I found myself floundering. I’m only articulate with bow and cello in hand. What I wanted to say was ... that I wanted to touch her. That I wanted to hold her, just like this. That I wanted to look in her eyes and see admiration. Affection.

“Savannah...” my voice trailed off. Our lips were so close, I would only have to move a fraction, a few bare centimeters, and they would have touched.

“Gregory?” When she replied, her voice sounded small, shaky. She sounded almost as confused as I felt.

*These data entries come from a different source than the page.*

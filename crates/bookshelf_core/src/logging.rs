//! Logging bootstrap for the catalog core.
//!
//! # Responsibility
//! - Start the rolling file logger at most once per process.
//! - Capture panics as sanitized log events.
//!
//! # Invariants
//! - Repeating `init_logging` with the same level and directory is a no-op.
//! - A second call with a different level or directory is rejected.
//! - Initialization never panics.
//! - Events are `key=value` metadata; they never carry credentials.

use flexi_logger::{Cleanup, Criterion, FileSpec, Logger, LoggerHandle, Naming, WriteMode};
use log::{error, info};
use once_cell::sync::OnceCell;
use std::path::{Path, PathBuf};
use thiserror::Error;

const LOG_FILE_BASENAME: &str = "bookshelf";
const ROTATE_AT_BYTES: u64 = 10 * 1024 * 1024;
const KEEP_LOG_FILES: usize = 5;
const PANIC_PAYLOAD_LIMIT: usize = 160;

static ACTIVE: OnceCell<ActiveLogger> = OnceCell::new();
static PANIC_HOOK: OnceCell<()> = OnceCell::new();

struct ActiveLogger {
    level: LogLevel,
    dir: PathBuf,
    _handle: LoggerHandle,
}

/// Log level accepted by the bootstrap.
#[derive(Debug, Clone, Copy, PartialEq, Eq)]
pub enum LogLevel {
    Trace,
    Debug,
    Info,
    Warn,
    Error,
}

impl LogLevel {
    pub fn as_str(self) -> &'static str {
        match self {
            Self::Trace => "trace",
            Self::Debug => "debug",
            Self::Info => "info",
            Self::Warn => "warn",
            Self::Error => "error",
        }
    }

    pub fn parse(value: &str) -> Result<Self, LoggingError> {
        match value.trim().to_ascii_lowercase().as_str() {
            "trace" => Ok(Self::Trace),
            "debug" => Ok(Self::Debug),
            "info" => Ok(Self::Info),
            "warn" | "warning" => Ok(Self::Warn),
            "error" => Ok(Self::Error),
            other => Err(LoggingError::UnsupportedLevel(other.to_string())),
        }
    }
}

#[derive(Debug, Error)]
pub enum LoggingError {
    #[error("unsupported log level `{0}`; expected trace|debug|info|warn|error")]
    UnsupportedLevel(String),
    #[error("log directory must not be empty")]
    EmptyDirectory,
    #[error("log directory must be absolute, got `{0}`")]
    RelativeDirectory(PathBuf),
    #[error("failed to create log directory `{dir}`: {source}")]
    CreateDirectory {
        dir: PathBuf,
        #[source]
        source: std::io::Error,
    },
    #[error("failed to start logger: {0}")]
    Backend(#[from] flexi_logger::FlexiLoggerError),
    #[error("logging already active with {active}; refusing to switch to {requested}")]
    AlreadyActive { active: String, requested: String },
}

/// Starts file logging under `dir` at `level`.
///
/// # Errors
/// - `UnsupportedLevel` for unknown level names.
/// - `EmptyDirectory` / `RelativeDirectory` for unusable paths.
/// - `AlreadyActive` when a different configuration is already running.
pub fn init_logging(level: &str, dir: impl AsRef<Path>) -> Result<(), LoggingError> {
    let level = LogLevel::parse(level)?;
    let dir = absolute_dir(dir.as_ref())?;

    if let Some(active) = ACTIVE.get() {
        return ensure_same(active, level, &dir);
    }

    let active = ACTIVE.get_or_try_init(|| start(level, &dir))?;
    ensure_same(active, level, &dir)
}

/// Active `(level, dir)` pair, or `None` before initialization.
pub fn logging_status() -> Option<(&'static str, PathBuf)> {
    ACTIVE
        .get()
        .map(|active| (active.level.as_str(), active.dir.clone()))
}

/// `debug` for debug builds, `info` otherwise.
pub fn default_log_level() -> &'static str {
    if cfg!(debug_assertions) {
        LogLevel::Debug.as_str()
    } else {
        LogLevel::Info.as_str()
    }
}

fn start(level: LogLevel, dir: &Path) -> Result<ActiveLogger, LoggingError> {
    std::fs::create_dir_all(dir).map_err(|source| LoggingError::CreateDirectory {
        dir: dir.to_path_buf(),
        source,
    })?;

    let handle = Logger::try_with_str(level.as_str())?
        .log_to_file(FileSpec::default().directory(dir).basename(LOG_FILE_BASENAME))
        .rotate(
            Criterion::Size(ROTATE_AT_BYTES),
            Naming::Numbers,
            Cleanup::KeepLogFiles(KEEP_LOG_FILES),
        )
        .write_mode(WriteMode::BufferAndFlush)
        .append()
        .format_for_files(flexi_logger::detailed_format)
        .start()?;

    install_panic_hook();

    info!(
        "event=core_init module=logging status=ok level={} log_dir={} version={} build_mode={}",
        level.as_str(),
        dir.display(),
        env!("CARGO_PKG_VERSION"),
        if cfg!(debug_assertions) { "debug" } else { "release" }
    );

    Ok(ActiveLogger {
        level,
        dir: dir.to_path_buf(),
        _handle: handle,
    })
}

fn ensure_same(active: &ActiveLogger, level: LogLevel, dir: &Path) -> Result<(), LoggingError> {
    if active.level == level && active.dir == dir {
        return Ok(());
    }
    Err(LoggingError::AlreadyActive {
        active: format!("level={} dir={}", active.level.as_str(), active.dir.display()),
        requested: format!("level={} dir={}", level.as_str(), dir.display()),
    })
}

fn absolute_dir(dir: &Path) -> Result<PathBuf, LoggingError> {
    let text = dir.to_string_lossy();
    let trimmed = text.trim();
    if trimmed.is_empty() {
        return Err(LoggingError::EmptyDirectory);
    }
    let path = PathBuf::from(trimmed);
    if !path.is_absolute() {
        return Err(LoggingError::RelativeDirectory(path));
    }
    Ok(path)
}

fn install_panic_hook() {
    if PANIC_HOOK.set(()).is_err() {
        return;
    }

    let previous = std::panic::take_hook();
    std::panic::set_hook(Box::new(move |info| {
        let location = info
            .location()
            .map(|location| format!("{}:{}", location.file(), location.line()))
            .unwrap_or_else(|| "unknown".to_string());
        let payload = if let Some(text) = info.payload().downcast_ref::<&str>() {
            (*text).to_string()
        } else if let Some(text) = info.payload().downcast_ref::<String>() {
            text.clone()
        } else {
            "non-string panic payload".to_string()
        };
        error!(
            "event=panic_captured module=core status=error location={} payload={}",
            location,
            single_line(&payload, PANIC_PAYLOAD_LIMIT)
        );
        previous(info);
    }));
}

/// Flattens line breaks and caps the length at `max_chars`.
fn single_line(value: &str, max_chars: usize) -> String {
    let flattened = value.replace(['\n', '\r'], " ");
    let mut capped = flattened.chars().take(max_chars).collect::<String>();
    if flattened.chars().count() > max_chars {
        capped.push_str("...");
    }
    capped
}
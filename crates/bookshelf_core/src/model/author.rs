//! Author entity.

use super::validation::require_text;
use super::{Book, Contract, Entity, EntityKind, Key, ValidationError};
use crate::graph::{Arena, EntityGraph};

#[derive(Debug, Clone)]
pub struct Author {
    first_name: String,
    last_name: String,
    bio: String,
    pub(crate) books: Vec<Key<Book>>,
    pub(crate) contract: Option<Key<Contract>>,
}

impl Author {
    pub fn new(
        first_name: impl Into<String>,
        last_name: impl Into<String>,
        bio: impl Into<String>,
    ) -> Self {
        Self {
            first_name: first_name.into(),
            last_name: last_name.into(),
            bio: bio.into(),
            books: Vec::new(),
            contract: None,
        }
    }

    pub fn first_name(&self) -> &str {
        &self.first_name
    }

    pub fn last_name(&self) -> &str {
        &self.last_name
    }

    pub fn bio(&self) -> &str {
        &self.bio
    }

    /// Display name, derived and never stored.
    pub fn full_name(&self) -> String {
        format!("{} {}", self.first_name, self.last_name)
    }

    pub fn books(&self) -> &[Key<Book>] {
        &self.books
    }

    pub fn contract(&self) -> Option<Key<Contract>> {
        self.contract
    }

    pub fn set_first_name(&mut self, value: impl Into<String>) {
        self.first_name = value.into();
    }

    pub fn set_last_name(&mut self, value: impl Into<String>) {
        self.last_name = value.into();
    }

    pub fn set_bio(&mut self, value: impl Into<String>) {
        self.bio = value.into();
    }
}

impl Entity for Author {
    const KIND: EntityKind = EntityKind::Author;

    fn validate(&self) -> Result<(), ValidationError> {
        require_text(Self::KIND, "first_name", &self.first_name)?;
        require_text(Self::KIND, "last_name", &self.last_name)
    }

    fn label(&self) -> String {
        self.full_name()
    }

    fn arena(graph: &EntityGraph) -> &Arena<Self> {
        &graph.authors
    }

    fn arena_mut(graph: &mut EntityGraph) -> &mut Arena<Self> {
        &mut graph.authors
    }
}

#[cfg(test)]
mod tests {
    use super::Author;
    use crate::model::Entity;

    #[test]
    fn full_name_joins_first_and_last() {
        let author = Author::new("Dolores", "Redondo", "");
        assert_eq!(author.full_name(), "Dolores Redondo");
        assert_eq!(author.label(), "Dolores Redondo");
    }

    #[test]
    fn blank_last_name_fails_validation() {
        let author = Author::new("Dolores", " ", "");
        let err = author.validate().unwrap_err();
        assert_eq!(err.field, "last_name");
    }
}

What I really wanted to do at that moment was lean in. Closer. Her eyes seemed huge as I took a deep breath and considered my options.

And that’s when I realized the song had ended, and a new one started. A loud, raucous pop song, and dancers were moving onto the floor around us. The change broke the mood, suddenly, and she stepped back, away from me.

She had a wounded look in her eyes as she said, “I have to go to the ladies’ room. Um ... I’ll be … I’ll be back.”  She backed away from me, stumbling a little, then turned and disappeared into the crowd.

I stood in the middle of the dance floor, my breath slowing, feeling bereft, and an unfamiliar ache in my chest.

That’s when I heard an all too familiar voice. “Gregory!”

I turned around and felt my face slip into a mask.
Karin
stood on the edge of the dance floor.
Where had she come from? What was she doing here?
Mechanically, my limbs almost numb, I moved toward her.

“Karin, what are you doing here?”

She gave me a piercing look. “I came to see you. This is the last night for the Institute, right? You told me weeks ago all the instructors blew off some steam tonight.”

I swallowed. Indeed, I had told her that. I’d mentioned it in passing quite a long time ago, but I hadn’t exactly intended it as an invitation. Nor had we really spoken since she’d given me her … not exactly an ultimatum ... back in the spring.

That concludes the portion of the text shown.